Bearing in mind that the software must be used by an operator in a factory, the information must be easily visible and the interaction must be reduced to the bone. Operators most likely wear gloves and using touchscreens may not work, that’s why we need to keep it simple and functional.
Field research
As we’re working with Tecnolaser, a company based in Padua (Italy), that deals with the cutting, bending and painting of metal parts we’ve decided to start with field research.
We conducted field research to understand all the details of how the production line works and how we could optimise the quality and efficiency of their processes, in order to guarantee their customers an excellent final product.

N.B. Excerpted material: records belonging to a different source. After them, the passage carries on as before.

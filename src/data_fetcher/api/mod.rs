pub mod http_client;
pub mod match_api;
pub mod round_api;
pub mod urls;

// Re-export URL utilities
pub use urls::*;
// Re-export HTTP client utilities
pub use http_client::*;
// Re-export the two pipelines
pub use match_api::{MatchStatsOptions, MatchStatsRun, MatchStatsScraper};
pub use round_api::{RoundOptions, RoundScraper};
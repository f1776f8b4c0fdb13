//! HTTP client creation and configuration utilities

use reqwest::Client;
use reqwest::header::{ACCEPT, ACCEPT_LANGUAGE, HeaderMap, HeaderValue, ORIGIN, REFERER};
use std::time::Duration;

use crate::constants::DEFAULT_API_DOMAIN;

/// Creates an HTTP client that presents itself like a desktop Chrome tab
/// opening the API URL directly: browser user agent, document accept types,
/// and the site itself as referer and origin.
///
/// # Arguments
/// * `timeout_seconds` - Overall request timeout
/// * `user_agent` - User agent string to send
pub fn create_http_client_with_timeout(
    timeout_seconds: u64,
    user_agent: &str,
) -> Result<Client, reqwest::Error> {
    Client::builder()
        .timeout(Duration::from_secs(timeout_seconds))
        .pool_max_idle_per_host(crate::constants::HTTP_POOL_MAX_IDLE_PER_HOST)
        .user_agent(user_agent)
        .default_headers(browser_headers())
        .build()
}

fn browser_headers() -> HeaderMap {
    let mut headers = HeaderMap::new();
    headers.insert(
        ACCEPT,
        HeaderValue::from_static(
            "text/html,application/xhtml+xml,application/xml;q=0.9,application/json;q=0.8,*/*;q=0.7",
        ),
    );
    headers.insert(ACCEPT_LANGUAGE, HeaderValue::from_static("en-US,en;q=0.9"));
    headers.insert(REFERER, HeaderValue::from_static("https://www.sofascore.com/"));
    headers.insert(ORIGIN, HeaderValue::from_static(DEFAULT_API_DOMAIN));
    headers
}
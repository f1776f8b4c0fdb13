pub mod event;
pub mod match_record;
pub mod rounds;
pub mod tournament;

pub use event::{EventDetail, EventResponse};
pub use match_record::{MatchRecord, MatchResult};
pub use rounds::{RoundRow, TournamentRounds, flatten_rounds};
pub use tournament::TournamentRef;
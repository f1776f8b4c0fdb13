//! Browser-posing HTTP session.
//!
//! Opening an API URL in a browser tab renders the JSON body inside `<pre>`.
//! This session requests the same URL directly with browser headers, so the
//! response body itself plays the part of the `<pre>` text.

use async_trait::async_trait;
use reqwest::Client;
use std::time::Duration;
use tracing::{debug, error, instrument};

use super::{PageSession, SessionFactory, within_page_wait};
use crate::config::Config;
use crate::data_fetcher::api::create_http_client_with_timeout;
use crate::data_fetcher::extract::find_pre_text;
use crate::error::AppError;

pub struct HttpSession {
    client: Client,
}

impl HttpSession {
    pub fn new(timeout_seconds: u64, user_agent: &str) -> Result<Self, AppError> {
        let client = create_http_client_with_timeout(timeout_seconds, user_agent)?;
        Ok(Self { client })
    }

    #[instrument(skip(self))]
    async fn fetch_body(&self, url: &str) -> Result<String, AppError> {
        debug!("Fetching URL: {url}");

        let response = self.client.get(url).send().await.map_err(|e| {
            error!("Request failed for URL {}: {}", url, e);
            if e.is_timeout() {
                AppError::network_timeout(url)
            } else if e.is_connect() {
                AppError::network_connection(url, e.to_string())
            } else {
                AppError::ApiFetch(e)
            }
        })?;

        let status = response.status();
        debug!("Response status: {status}");

        if !status.is_success() {
            let status_code = status.as_u16();
            let reason = status.canonical_reason().unwrap_or("Unknown error");

            error!("HTTP {} - {} (URL: {})", status_code, reason, url);

            return Err(match status_code {
                404 => AppError::api_not_found(url),
                429 => AppError::api_rate_limit(reason, url),
                400..=499 => AppError::api_client_error(status_code, reason, url),
                _ => AppError::api_server_error(status_code, reason, url),
            });
        }

        let body = response.text().await.map_err(|e| {
            error!("Failed to read response text from URL {}: {}", url, e);
            AppError::ApiFetch(e)
        })?;
        debug!("Response length: {} bytes", body.len());
        Ok(body)
    }
}

#[async_trait]
impl PageSession for HttpSession {
    async fn page_source(&mut self, url: &str) -> Result<String, AppError> {
        self.fetch_body(url).await
    }

    async fn wait_for_pre_text(
        &mut self,
        url: &str,
        timeout: Duration,
    ) -> Result<String, AppError> {
        let body = within_page_wait(url, timeout, self.fetch_body(url)).await?;

        // Challenge and error pages come back as HTML rather than bare JSON
        if body.trim_start().starts_with('<') {
            return find_pre_text(&body).ok_or_else(|| AppError::missing_pre_element(url));
        }
        Ok(body)
    }

    async fn close(&mut self) -> Result<(), AppError> {
        Ok(())
    }
}

/// Opens one `HttpSession` per call; each has its own connection pool, so a
/// recycle drops all pooled connections and cookies.
pub struct HttpSessionFactory {
    timeout_seconds: u64,
    user_agent: String,
}

impl HttpSessionFactory {
    pub fn new(timeout_seconds: u64, user_agent: impl Into<String>) -> Self {
        Self {
            timeout_seconds,
            user_agent: user_agent.into(),
        }
    }

    pub fn from_config(config: &Config) -> Self {
        Self::new(config.http_timeout_seconds, config.user_agent.clone())
    }
}

#[async_trait]
impl SessionFactory for HttpSessionFactory {
    async fn open(&self) -> Result<Box<dyn PageSession>, AppError> {
        Ok(Box::new(HttpSession::new(
            self.timeout_seconds,
            &self.user_agent,
        )?))
    }
}

#[cfg(test)]
mod tests {
    use super::*;
    use crate::constants::DEFAULT_USER_AGENT;
    use wiremock::{
        Mock, MockServer, ResponseTemplate,
        matchers::{header, header_regex, method, path},
    };

    fn test_session() -> HttpSession {
        HttpSession::new(5, DEFAULT_USER_AGENT).unwrap()
    }

    #[tokio::test]
    async fn test_page_source_returns_body_with_browser_headers() {
        let mock_server = MockServer::start().await;

        Mock::given(method("GET"))
            .and(path("/api/v1/unique-tournament/34/season/1/events/round/1"))
            .and(header_regex("user-agent", r"^Mozilla/5\.0 .*Chrome/\d+"))
            .and(header_regex("accept-language", r"^en-US,en"))
            .and(header("referer", "https://www.sofascore.com/"))
            .respond_with(
                ResponseTemplate::new(200).set_body_string(r#"{"events":[{"id":1}]}"#),
            )
            .mount(&mock_server)
            .await;

        let url = format!(
            "{}/api/v1/unique-tournament/34/season/1/events/round/1",
            mock_server.uri()
        );
        let body = test_session().page_source(&url).await.unwrap();
        assert_eq!(body, r#"{"events":[{"id":1}]}"#);
    }

    #[tokio::test]
    async fn test_status_codes_map_to_errors() {
        let mock_server = MockServer::start().await;

        Mock::given(method("GET"))
            .and(path("/api/v1/event/404"))
            .respond_with(ResponseTemplate::new(404))
            .mount(&mock_server)
            .await;
        Mock::given(method("GET"))
            .and(path("/api/v1/event/429"))
            .respond_with(ResponseTemplate::new(429))
            .mount(&mock_server)
            .await;
        Mock::given(method("GET"))
            .and(path("/api/v1/event/403"))
            .respond_with(ResponseTemplate::new(403))
            .mount(&mock_server)
            .await;
        Mock::given(method("GET"))
            .and(path("/api/v1/event/500"))
            .respond_with(ResponseTemplate::new(500))
            .mount(&mock_server)
            .await;

        let mut session = test_session();
        let uri = mock_server.uri();

        let result = session.page_source(&format!("{uri}/api/v1/event/404")).await;
        assert!(matches!(result, Err(AppError::ApiNotFound { .. })));
        let result = session.page_source(&format!("{uri}/api/v1/event/429")).await;
        assert!(matches!(result, Err(AppError::ApiRateLimit { .. })));
        let result = session.page_source(&format!("{uri}/api/v1/event/403")).await;
        assert!(matches!(
            result,
            Err(AppError::ApiClientError { status: 403, .. })
        ));
        let result = session.page_source(&format!("{uri}/api/v1/event/500")).await;
        assert!(matches!(
            result,
            Err(AppError::ApiServerError { status: 500, .. })
        ));
    }

    #[tokio::test]
    async fn test_wait_for_pre_text_times_out() {
        let mock_server = MockServer::start().await;

        Mock::given(method("GET"))
            .and(path("/api/v1/event/1"))
            .respond_with(
                ResponseTemplate::new(200)
                    .set_body_string("{}")
                    .set_delay(Duration::from_millis(1500)),
            )
            .mount(&mock_server)
            .await;

        let url = format!("{}/api/v1/event/1", mock_server.uri());
        let result = test_session()
            .wait_for_pre_text(&url, Duration::from_millis(200))
            .await;
        assert!(matches!(result, Err(AppError::PageWaitTimeout { .. })));
    }

    #[tokio::test]
    async fn test_wait_for_pre_text_reads_html_wrapper() {
        let mock_server = MockServer::start().await;

        Mock::given(method("GET"))
            .and(path("/api/v1/event/2"))
            .respond_with(ResponseTemplate::new(200).set_body_string(
                "<html><body><pre>{&quot;event&quot;:{&quot;id&quot;:2}}</pre></body></html>",
            ))
            .mount(&mock_server)
            .await;
        Mock::given(method("GET"))
            .and(path("/api/v1/event/3"))
            .respond_with(
                ResponseTemplate::new(200).set_body_string("<html><body>challenge</body></html>"),
            )
            .mount(&mock_server)
            .await;

        let mut session = test_session();
        let uri = mock_server.uri();
        let text = session
            .wait_for_pre_text(&format!("{uri}/api/v1/event/2"), Duration::from_secs(5))
            .await
            .unwrap();
        assert_eq!(text, r#"{"event":{"id":2}}"#);

        let result = session
            .wait_for_pre_text(&format!("{uri}/api/v1/event/3"), Duration::from_secs(5))
            .await;
        assert!(matches!(result, Err(AppError::MissingPreElement { .. })));
    }

    #[tokio::test]
    async fn test_connection_refused_is_connection_error() {
        // Nothing listens on port 9 locally
        let result = test_session()
            .page_source("http://127.0.0.1:9/api/v1/event/1")
            .await;
        assert!(matches!(
            result,
            Err(AppError::NetworkConnection { .. }) | Err(AppError::ApiFetch(_))
        ));
    }
}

The research has included the following:
Survey of time needed to carry out certain activities
Structured interviews with company managers
Structured interviews with technical people and operators
Observation of the manufacturing processes
Video recording
Thanks to structured interviews with the operators we could highlight the most relevant critical points:
Organising the pieces on the carousel system without consistency in terms of shape and size
The pieces have different shapes and sometimes there are corners which are difficult to reach with the automated painting system
The pieces, ready to be shipped, are associated with their specific pallet only by visual inspection and recognition by the operator.

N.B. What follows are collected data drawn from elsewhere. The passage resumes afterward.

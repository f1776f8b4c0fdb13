use crate::constants::{self, env_vars};
use crate::error::AppError;
use serde::{Deserialize, Serialize};
use std::path::Path;
use tokio::fs;
use tokio::io::AsyncWriteExt;

pub mod paths;
pub mod validation;

use paths::{get_config_path, get_log_dir_path};
use validation::validate_config;

/// Configuration structure for the scraper.
/// Every field has a default, so a missing or partial config file is fine.
#[derive(Debug, Serialize, Deserialize, Clone, PartialEq)]
#[serde(default)]
pub struct Config {
    /// Base URL of the site serving `/api/v1/...`. Should include https:// prefix.
    pub api_domain: String,
    /// Path to the log file. If not specified, logs will be written to a default location.
    #[serde(skip_serializing_if = "Option::is_none")]
    pub log_file_path: Option<String>,
    /// HTTP timeout in seconds for API requests.
    pub http_timeout_seconds: u64,
    /// Bounded wait for the `<pre>` element on match detail pages.
    pub page_wait_timeout_seconds: u64,
    /// Fixed pause after every round fetch, in milliseconds.
    pub round_delay_ms: u64,
    /// Recycle the page session after this many match fetches.
    pub recycle_every: usize,
    /// Drive a real Chrome instead of the browser-posing HTTP session.
    /// Needs the `chrome` cargo feature.
    pub browser: bool,
    /// Run the browser session without a visible window.
    pub headless: bool,
    /// User agent presented by the HTTP session.
    pub user_agent: String,
}

impl Default for Config {
    fn default() -> Self {
        Config {
            api_domain: constants::DEFAULT_API_DOMAIN.to_string(),
            log_file_path: None,
            http_timeout_seconds: constants::DEFAULT_HTTP_TIMEOUT_SECONDS,
            page_wait_timeout_seconds: constants::DEFAULT_PAGE_WAIT_TIMEOUT_SECONDS,
            round_delay_ms: constants::DEFAULT_ROUND_DELAY_MS,
            recycle_every: constants::DEFAULT_RECYCLE_EVERY,
            browser: false,
            headless: true,
            user_agent: constants::DEFAULT_USER_AGENT.to_string(),
        }
    }
}

impl Config {
    /// Loads configuration from the default config file location, or from
    /// `custom_path` when one is given. Falls back to defaults when the file
    /// does not exist. Environment variables override file values.
    ///
    /// # Environment Variables
    /// - `SOFASCORE_API_DOMAIN` - Override API domain
    /// - `SOFASCORE_LOG_FILE` - Override log file path
    /// - `SOFASCORE_HTTP_TIMEOUT` - Override HTTP timeout in seconds
    pub async fn load(custom_path: Option<&str>) -> Result<Self, AppError> {
        let config_path = match custom_path {
            Some(path) => path.to_string(),
            None => get_config_path(),
        };

        let mut config = if Path::new(&config_path).exists() {
            Self::load_from_path(&config_path).await?
        } else if custom_path.is_some() {
            return Err(AppError::config_error(format!(
                "Config file not found: {config_path}"
            )));
        } else {
            Config::default()
        };

        config.apply_env_overrides();
        config.validate()?;

        Ok(config)
    }

    fn apply_env_overrides(&mut self) {
        if let Ok(api_domain) = std::env::var(env_vars::API_DOMAIN) {
            self.api_domain = api_domain;
        }

        if let Ok(log_file_path) = std::env::var(env_vars::LOG_FILE) {
            self.log_file_path = Some(log_file_path);
        }

        if let Some(timeout) = std::env::var(env_vars::HTTP_TIMEOUT)
            .ok()
            .and_then(|s| s.parse::<u64>().ok())
        {
            self.http_timeout_seconds = timeout;
        }
    }

    /// Validates the configuration settings
    pub fn validate(&self) -> Result<(), AppError> {
        validate_config(self)
    }

    /// API domain without a trailing slash, ready for path concatenation.
    pub fn api_base(&self) -> &str {
        self.api_domain.trim_end_matches('/')
    }

    /// Returns the platform-specific path for the config file.
    pub fn get_config_path() -> String {
        paths::get_config_path()
    }

    /// Returns the platform-specific path for the log directory.
    pub fn get_log_dir_path() -> String {
        paths::get_log_dir_path()
    }

    /// Displays the effective configuration on stdout.
    pub fn display(&self, source: Option<&str>) {
        let config_path = source.map(str::to_string).unwrap_or_else(get_config_path);
        let log_dir = get_log_dir_path();

        println!("\nCurrent Configuration");
        println!("────────────────────────────────────");
        println!("Config Location:");
        if Path::new(&config_path).exists() {
            println!("{config_path}");
        } else {
            println!("{config_path} (not found, using defaults)");
        }
        println!("────────────────────────────────────");
        println!("API Domain:");
        println!("{}", self.api_domain);
        println!("────────────────────────────────────");
        println!("HTTP Timeout:");
        println!("{} seconds", self.http_timeout_seconds);
        println!("────────────────────────────────────");
        println!("Page Wait Timeout:");
        println!("{} seconds", self.page_wait_timeout_seconds);
        println!("────────────────────────────────────");
        println!("Round Delay:");
        println!("{} ms", self.round_delay_ms);
        println!("────────────────────────────────────");
        println!("Session Recycle Interval:");
        println!("every {} matches", self.recycle_every);
        println!("────────────────────────────────────");
        println!("Page Session:");
        if self.browser {
            println!("Chrome (headless: {})", self.headless);
        } else {
            println!("HTTP");
        }
        println!("────────────────────────────────────");
        println!("Log File Location:");
        if let Some(custom_path) = &self.log_file_path {
            println!("{custom_path}");
        } else {
            println!("{log_dir}/{}", constants::output::LOG_FILE);
            println!("(Default location)");
        }
    }

    /// Saves configuration to a file path, creating the parent directory.
    pub async fn save_to_path(&self, path: &str) -> Result<(), AppError> {
        let config_dir = Path::new(path).parent().ok_or_else(|| {
            AppError::config_error(format!("Path '{path}' has no parent directory"))
        })?;

        if !config_dir.as_os_str().is_empty() && !config_dir.exists() {
            fs::create_dir_all(config_dir).await?;
        }
        let content = toml::to_string_pretty(self)?;
        let mut file = fs::File::create(path).await?;
        file.write_all(content.as_bytes()).await?;
        file.flush().await?;
        Ok(())
    }

    /// Loads configuration from a file path without env overrides or validation.
    pub async fn load_from_path(path: &str) -> Result<Self, AppError> {
        let content = fs::read_to_string(path).await?;
        let config: Config = toml::from_str(&content)?;
        Ok(config)
    }
}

The quality of the evening work is affected by the fact operators are exhausted, so their work is less precise.
Testing hypothesis and definition of the solution
Thanks to field research and the interviews with experts allow us to identify their main need: understanding their key objects and the automatic detention of the critical areas to be painted (e.g. corners or edges).
In fact, the research has shown that every point on a piece where the paint is not present can be easily attacked by rust in a very short time.
In addition, pieces with errors are treated as waste material.
Specifically, the Object recognition software performed by a camera, sends some useful information to the operator, on a tablet interface.
User Interface Design
The UI design has started fro, the needs of the end-user.
Human-centred design
Human-centred design or people-centred design is a design approach that puts one or more types of people at the centre of the project, identifying them as the main users of a digital product.
People using a digital product are driven by goals and needs.
Designing for them means responding to their motivations and ensuring that they are guided to take the actions that are functional to achieving their goals.
The end-user, in this case, is the paint operator
The paint operator acts to check the quality of the product and to carry out any manual finishing touches. Painting defects or errors are fixed manually by the operator during the process.
As a first step, we collected the required information for the operator to explain the carousel system and the object he will perform the check.
We have decided to allocate most of the screen space to the object being painted, which turns around automatically highlighting the critical points.
UI is all enclosed in a banner at the top, with the essential information about the serial code, the number of pieces, and the type of job to be done.
When working in contact with chemicals of different degrees of toxicity, the operator must comply with work safety regulations and those relating to the use of Personal Protective Equipment (such as gloves, masks, protective goggles, overalls).
So, considering the clothing and the type of work, we decided to minimize interactions.
We have therefore designed a UI with a relevant and very visible green Call To Action. To avoid the use of the touchscreen, the tablet also has a series of sensors at the front, to detect the distance of a hand. When the operator gets close, for 5 seconds, positioning the hand on the camera of the tablet, the software proceeds as if the operator has clicked the Call To Action.
Once the Call to Action has been clicked, the software displays the next component to be painted and all the relevant information.
User Testing
Once the first part of the design is completed, it is extremely important to test the output with the end-users.
User testing is an analysis that it’s needed to study the behaviour of a user in relation to the achievement of a goal while using a digital product. It is a test done with a real person watching and browsing the tablet/PC/app in front of a researcher.
Specifically, through a structured interview and direct observation, we analysed the following points:
Usability of the prototype
Clarity of information reported
Color analysis
Conclusion
Doing field research, with the end-users of the digital product, is of fundamental importance throughout the design and testing phase.
It’s allowed us to respond to the real needs of the user, to validate what has been achieved and to iterate the design.